### [What you are asked to do]
Go over the lines below, and when one contains the word "round", copy it.

### [Saved entries]
::::::

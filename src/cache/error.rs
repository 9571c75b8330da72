//! Error types for the cache core.
//!
//! Missing or expired data is never an error; these types cover genuine I/O
//! failures only. Every type is `Clone` because one refresh outcome is handed
//! to every caller that joined it.

use thiserror::Error;

use super::keys::CacheKey;

/// Failure reported by a [`crate::remote::RemoteSource`].
#[derive(Debug, Clone, Error, PartialEq, Eq)]
pub enum FetchError {
    #[error("request timed out")]
    Timeout,
    #[error("no connectivity: {0}")]
    Connectivity(String),
    #[error("unexpected status {status}")]
    Status { status: u16 },
    #[error("failed to decode response: {0}")]
    Decode(String),
    #[error("invalid request: {0}")]
    InvalidRequest(String),
}

/// Failure reported by a [`crate::store::CacheStore`].
#[derive(Debug, Clone, Error, PartialEq, Eq)]
pub enum StoreError {
    #[error("store backend error: {0}")]
    Backend(String),
    #[error("stored row is corrupt: {0}")]
    Corrupt(String),
    #[error("integrity error: {0}")]
    Integrity(String),
}

impl StoreError {
    pub fn backend(err: impl std::fmt::Display) -> Self {
        Self::Backend(err.to_string())
    }

    pub fn corrupt(message: impl Into<String>) -> Self {
        Self::Corrupt(message.into())
    }
}

#[derive(Debug, Clone, Error)]
pub enum CacheError {
    #[error("network fetch for `{key}` failed during {op}: {source}")]
    Network {
        key: CacheKey,
        op: &'static str,
        #[source]
        source: FetchError,
    },
    #[error("store operation {op} failed{}: {source}", key_suffix(.key.as_ref()))]
    Store {
        key: Option<CacheKey>,
        op: &'static str,
        #[source]
        source: StoreError,
    },
    #[error("refresh coordination for `{key}` failed: {message}")]
    Coordination { key: CacheKey, message: String },
}

fn key_suffix(key: Option<&CacheKey>) -> String {
    key.map(|key| format!(" for `{key}`")).unwrap_or_default()
}

impl CacheError {
    pub fn network(key: &CacheKey, op: &'static str, source: FetchError) -> Self {
        Self::Network {
            key: key.clone(),
            op,
            source,
        }
    }

    pub fn store(key: Option<&CacheKey>, op: &'static str, source: StoreError) -> Self {
        Self::Store {
            key: key.cloned(),
            op,
            source,
        }
    }

    pub fn coordination(key: &CacheKey, message: impl Into<String>) -> Self {
        Self::Coordination {
            key: key.clone(),
            message: message.into(),
        }
    }

    /// Network failures and lost refresh tasks are worth retrying; local store
    /// failures are not.
    pub fn is_retryable(&self) -> bool {
        matches!(self, Self::Network { .. } | Self::Coordination { .. })
    }

    pub fn key(&self) -> Option<&CacheKey> {
        match self {
            Self::Network { key, .. } | Self::Coordination { key, .. } => Some(key),
            Self::Store { key, .. } => key.as_ref(),
        }
    }
}
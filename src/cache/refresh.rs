//! Refresh coordinator.
//!
//! Guarantees at most one in-flight refresh per cache key. The first caller
//! for a key spawns the refresh task; later callers join it and observe the
//! same outcome. The task runs to completion even when every caller stops
//! waiting, so a refresh is never left half-written.

use std::sync::Arc;
use std::sync::atomic::{AtomicU64, Ordering};
use std::time::Instant;

use dashmap::DashMap;
use dashmap::mapref::entry::Entry;
use futures::FutureExt;
use futures::future::{BoxFuture, Shared};
use metrics::{counter, histogram};
use time::OffsetDateTime;
use tracing::{debug, info, warn};

use super::clock::Clock;
use super::config::CacheConfig;
use super::error::CacheError;
use super::events::{CacheEvents, EventKind};
use super::keys::CacheKey;
use super::metadata::CacheMetadata;
use crate::remote::RemoteSource;
use crate::store::CacheStore;

pub const METRIC_REFRESH_TOTAL: &str = "postcache_refresh_total";
pub const METRIC_REFRESH_JOINED_TOTAL: &str = "postcache_refresh_joined_total";
pub const METRIC_REFRESH_MS: &str = "postcache_refresh_ms";

/// Result of one refresh, shared by every caller that joined it.
#[derive(Debug, Clone, PartialEq, Eq)]
pub struct RefreshOutcome {
    pub key: CacheKey,
    pub refreshed_at: OffsetDateTime,
    /// Rows written by the refresh.
    pub rows: usize,
    /// True when this caller joined a refresh started by someone else.
    pub joined: bool,
}

type SharedRefresh = Shared<BoxFuture<'static, Result<RefreshOutcome, CacheError>>>;

struct InFlight {
    generation: u64,
    refresh: SharedRefresh,
}

struct Inner {
    store: Arc<dyn CacheStore>,
    remote: Arc<dyn RemoteSource>,
    clock: Arc<dyn Clock>,
    events: Arc<CacheEvents>,
    config: CacheConfig,
    in_flight: DashMap<CacheKey, InFlight>,
    generation: AtomicU64,
}

#[derive(Clone)]
pub struct RefreshCoordinator {
    inner: Arc<Inner>,
}

impl RefreshCoordinator {
    pub fn new(
        store: Arc<dyn CacheStore>,
        remote: Arc<dyn RemoteSource>,
        clock: Arc<dyn Clock>,
        events: Arc<CacheEvents>,
        config: CacheConfig,
    ) -> Self {
        Self {
            inner: Arc::new(Inner {
                store,
                remote,
                clock,
                events,
                config,
                in_flight: DashMap::new(),
                generation: AtomicU64::new(0),
            }),
        }
    }

    /// Refresh `key` from the network, joining a refresh already in flight.
    ///
    /// On success the fetched rows and fresh metadata are committed in one
    /// transaction. On failure cached rows and metadata are left untouched.
    pub async fn refresh(&self, key: &CacheKey) -> Result<RefreshOutcome, CacheError> {
        let (refresh, joined) = self.acquire(key);
        let outcome = refresh.await?;
        Ok(RefreshOutcome { joined, ..outcome })
    }

    /// Start a refresh for `key` without waiting for it.
    ///
    /// Returns false when a refresh was already in flight.
    pub fn trigger(&self, key: &CacheKey) -> bool {
        let (_refresh, joined) = self.acquire(key);
        !joined
    }

    pub fn is_refreshing(&self, key: &CacheKey) -> bool {
        self.inner.in_flight.contains_key(key)
    }

    pub fn in_flight_count(&self) -> usize {
        self.inner.in_flight.len()
    }

    /// Clear `is_refreshing` flags left behind by a previous process.
    pub async fn recover(&self) -> Result<u64, CacheError> {
        let reset = self
            .inner
            .store
            .reset_refreshing_flags()
            .await
            .map_err(|err| CacheError::store(None, "reset_refreshing_flags", err))?;
        if reset > 0 {
            info!(
                target = "postcache::cache::refresh",
                reset, "cleared stale refresh flags"
            );
        }
        Ok(reset)
    }

    fn acquire(&self, key: &CacheKey) -> (SharedRefresh, bool) {
        match self.inner.in_flight.entry(key.clone()) {
            Entry::Occupied(entry) => {
                counter!(METRIC_REFRESH_JOINED_TOTAL).increment(1);
                debug!(
                    target = "postcache::cache::refresh",
                    key = %key,
                    "joined in-flight refresh"
                );
                (entry.get().refresh.clone(), true)
            }
            Entry::Vacant(entry) => {
                let generation = self.inner.generation.fetch_add(1, Ordering::SeqCst);
                let refresh = spawn_refresh(self.inner.clone(), key.clone(), generation);
                entry.insert(InFlight {
                    generation,
                    refresh: refresh.clone(),
                });
                (refresh, false)
            }
        }
    }
}

/// Removes the registry entry when the refresh task ends, including by panic.
struct InFlightGuard {
    inner: Arc<Inner>,
    key: CacheKey,
    generation: u64,
}

impl Drop for InFlightGuard {
    fn drop(&mut self) {
        self.inner
            .in_flight
            .remove_if(&self.key, |_, entry| entry.generation == self.generation);
    }
}

fn spawn_refresh(inner: Arc<Inner>, key: CacheKey, generation: u64) -> SharedRefresh {
    let guard = InFlightGuard {
        inner: inner.clone(),
        key: key.clone(),
        generation,
    };
    let task_key = key.clone();
    let handle = tokio::spawn(async move {
        let _guard = guard;
        run_refresh(&inner, &task_key).await
    });

    async move {
        match handle.await {
            Ok(result) => result,
            Err(err) => Err(CacheError::coordination(
                &key,
                format!("refresh task ended abnormally: {err}"),
            )),
        }
    }
    .boxed()
    .shared()
}

async fn run_refresh(inner: &Inner, key: &CacheKey) -> Result<RefreshOutcome, CacheError> {
    let started_at = Instant::now();
    mark_refreshing(inner, key, true).await;

    let result = fetch_and_commit(inner, key).await;
    let elapsed_ms = started_at.elapsed().as_secs_f64() * 1000.0;
    histogram!(METRIC_REFRESH_MS, "class" => key.class().as_str()).record(elapsed_ms);

    match &result {
        Ok(outcome) => {
            counter!(METRIC_REFRESH_TOTAL, "result" => "ok").increment(1);
            info!(
                target = "postcache::cache::refresh",
                key = %key,
                rows = outcome.rows,
                elapsed_ms,
                "refresh committed"
            );
            inner.events.publish(
                EventKind::Refreshed {
                    key: key.clone(),
                    rows: outcome.rows,
                },
                outcome.refreshed_at,
            );
        }
        Err(err) => {
            counter!(METRIC_REFRESH_TOTAL, "result" => "error").increment(1);
            warn!(
                target = "postcache::cache::refresh",
                key = %key,
                error = %err,
                elapsed_ms,
                "refresh failed; cached rows kept"
            );
            mark_refreshing(inner, key, false).await;
            inner.events.publish(
                EventKind::RefreshFailed {
                    key: key.clone(),
                    error: err.to_string(),
                },
                inner.clock.now(),
            );
        }
    }

    result
}

async fn fetch_and_commit(inner: &Inner, key: &CacheKey) -> Result<RefreshOutcome, CacheError> {
    let mut batch = inner
        .remote
        .fetch(key)
        .await
        .map_err(|err| CacheError::network(key, "refresh", err))?;

    let refreshed_at = inner.clock.now();
    batch.stamp(refreshed_at);
    let metadata = CacheMetadata::refreshed(
        key.clone(),
        refreshed_at,
        inner.config.policy(key.class()),
    );

    inner
        .store
        .commit_refresh(&batch, &metadata)
        .await
        .map_err(|err| CacheError::store(Some(key), "commit_refresh", err))?;

    for post_id in &batch.removed_posts {
        info!(
            target = "postcache::cache::refresh",
            key = %key,
            post_id = %post_id,
            "post gone on the server; removed from cache"
        );
        inner
            .events
            .publish(EventKind::PostDeleted { post_id: *post_id }, refreshed_at);
    }

    Ok(RefreshOutcome {
        key: key.clone(),
        refreshed_at,
        rows: batch.row_count(),
        joined: false,
    })
}

/// The persisted flag is diagnostic; failing to write it never fails a refresh.
async fn mark_refreshing(inner: &Inner, key: &CacheKey, refreshing: bool) {
    if let Err(err) = inner.store.set_refreshing(key, refreshing).await {
        debug!(
            target = "postcache::cache::refresh",
            key = %key,
            refreshing,
            error = %err,
            "could not update refresh flag"
        );
    }
}

#[cfg(test)]
mod tests {
    use std::sync::atomic::AtomicUsize;
    use std::time::Duration;

    use async_trait::async_trait;
    use time::macros::datetime;
    use tokio::sync::Notify;

    use super::*;
    use crate::cache::clock::ManualClock;
    use crate::cache::error::FetchError;
    use crate::domain::entities::{Category, FetchedBatch};
    use crate::domain::types::CategoryId;
    use crate::store::{CachedPayload, MemoryStore};

    const T0: OffsetDateTime = datetime!(2024-03-01 12:00 UTC);

    /// Remote that blocks every fetch until released.
    struct GatedRemote {
        calls: AtomicUsize,
        gate: Notify,
        fail: bool,
    }

    impl GatedRemote {
        fn new(fail: bool) -> Self {
            Self {
                calls: AtomicUsize::new(0),
                gate: Notify::new(),
                fail,
            }
        }
    }

    #[async_trait]
    impl RemoteSource for GatedRemote {
        async fn fetch(&self, _key: &CacheKey) -> Result<FetchedBatch, FetchError> {
            self.calls.fetch_add(1, Ordering::SeqCst);
            self.gate.notified().await;
            if self.fail {
                return Err(FetchError::Timeout);
            }
            Ok(FetchedBatch::categories(vec![Category {
                id: CategoryId(1),
                name: "rust".into(),
                description: None,
                post_count: 3,
                last_sync_time: OffsetDateTime::UNIX_EPOCH,
            }]))
        }
    }

    fn coordinator(
        store: Arc<MemoryStore>,
        remote: Arc<GatedRemote>,
    ) -> (RefreshCoordinator, Arc<CacheEvents>) {
        let events = Arc::new(CacheEvents::new());
        let coordinator = RefreshCoordinator::new(
            store,
            remote,
            Arc::new(ManualClock::new(T0)),
            events.clone(),
            CacheConfig::default(),
        );
        (coordinator, events)
    }

    async fn wait_for_calls(remote: &GatedRemote, expected: usize) {
        for _ in 0..200 {
            if remote.calls.load(Ordering::SeqCst) >= expected {
                return;
            }
            tokio::time::sleep(Duration::from_millis(5)).await;
        }
        panic!("remote never reached {expected} calls");
    }

    #[tokio::test]
    async fn concurrent_callers_share_one_fetch() {
        let store = Arc::new(MemoryStore::new());
        let remote = Arc::new(GatedRemote::new(false));
        let (coordinator, _events) = coordinator(store.clone(), remote.clone());

        let mut handles = Vec::new();
        for _ in 0..5 {
            let coordinator = coordinator.clone();
            handles.push(tokio::spawn(async move {
                coordinator.refresh(&CacheKey::Categories).await
            }));
        }

        wait_for_calls(&remote, 1).await;
        tokio::time::sleep(Duration::from_millis(20)).await;
        assert!(coordinator.is_refreshing(&CacheKey::Categories));
        remote.gate.notify_waiters();

        let mut joined = 0;
        for handle in handles {
            let outcome = handle.await.expect("task").expect("refresh");
            assert_eq!(outcome.refreshed_at, T0);
            assert_eq!(outcome.rows, 1);
            if outcome.joined {
                joined += 1;
            }
        }

        assert_eq!(remote.calls.load(Ordering::SeqCst), 1);
        assert_eq!(joined, 4);
        assert_eq!(coordinator.in_flight_count(), 0);

        let view = store.load(&CacheKey::Categories).await.expect("load");
        let meta = view.metadata.expect("metadata written");
        assert_eq!(meta.last_refresh, T0);
        assert!(!meta.is_refreshing);
        assert!(matches!(view.payload, CachedPayload::Categories { ref categories } if categories[0].last_sync_time == T0));
    }

    #[tokio::test]
    async fn failure_leaves_cache_untouched_and_is_shared() {
        let store = Arc::new(MemoryStore::new());
        let remote = Arc::new(GatedRemote::new(true));
        let (coordinator, events) = coordinator(store.clone(), remote.clone());
        let mut rx = events.subscribe();

        let first = tokio::spawn({
            let coordinator = coordinator.clone();
            async move { coordinator.refresh(&CacheKey::Categories).await }
        });
        wait_for_calls(&remote, 1).await;
        let second = tokio::spawn({
            let coordinator = coordinator.clone();
            async move { coordinator.refresh(&CacheKey::Categories).await }
        });
        tokio::time::sleep(Duration::from_millis(20)).await;
        remote.gate.notify_waiters();

        let first = first.await.expect("task");
        let second = second.await.expect("task");
        assert!(matches!(first, Err(CacheError::Network { .. })));
        assert!(matches!(second, Err(CacheError::Network { .. })));
        assert_eq!(remote.calls.load(Ordering::SeqCst), 1);

        assert!(store.metadata(&CacheKey::Categories).await.expect("read").is_none());
        assert!(store.counts().await.expect("counts").is_empty());

        let event = rx.recv().await.expect("event");
        assert!(matches!(event.kind, EventKind::RefreshFailed { .. }));
    }

    #[tokio::test]
    async fn next_refresh_after_completion_fetches_again() {
        let store = Arc::new(MemoryStore::new());
        let remote = Arc::new(GatedRemote::new(false));
        let (coordinator, _events) = coordinator(store, remote.clone());

        for round in 1..=2 {
            let task = tokio::spawn({
                let coordinator = coordinator.clone();
                async move { coordinator.refresh(&CacheKey::Categories).await }
            });
            wait_for_calls(&remote, round).await;
            tokio::time::sleep(Duration::from_millis(10)).await;
            remote.gate.notify_waiters();
            let outcome = task.await.expect("task").expect("refresh");
            assert!(!outcome.joined);
        }
        assert_eq!(remote.calls.load(Ordering::SeqCst), 2);
    }

    #[tokio::test]
    async fn trigger_runs_without_a_waiter() {
        let store = Arc::new(MemoryStore::new());
        let remote = Arc::new(GatedRemote::new(false));
        let (coordinator, _events) = coordinator(store.clone(), remote.clone());
        let mut changes = store.changes();

        assert!(coordinator.trigger(&CacheKey::Categories));
        wait_for_calls(&remote, 1).await;
        assert!(!coordinator.trigger(&CacheKey::Categories));
        tokio::time::sleep(Duration::from_millis(10)).await;
        remote.gate.notify_waiters();

        tokio::time::timeout(Duration::from_secs(2), changes.changed())
            .await
            .expect("commit within timeout")
            .expect("store alive");
        assert!(store.metadata(&CacheKey::Categories).await.expect("read").is_some());
    }
}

::::::

### [Written answer]
        for round in 1..=2 {
            wait_for_calls(&remote, round).await;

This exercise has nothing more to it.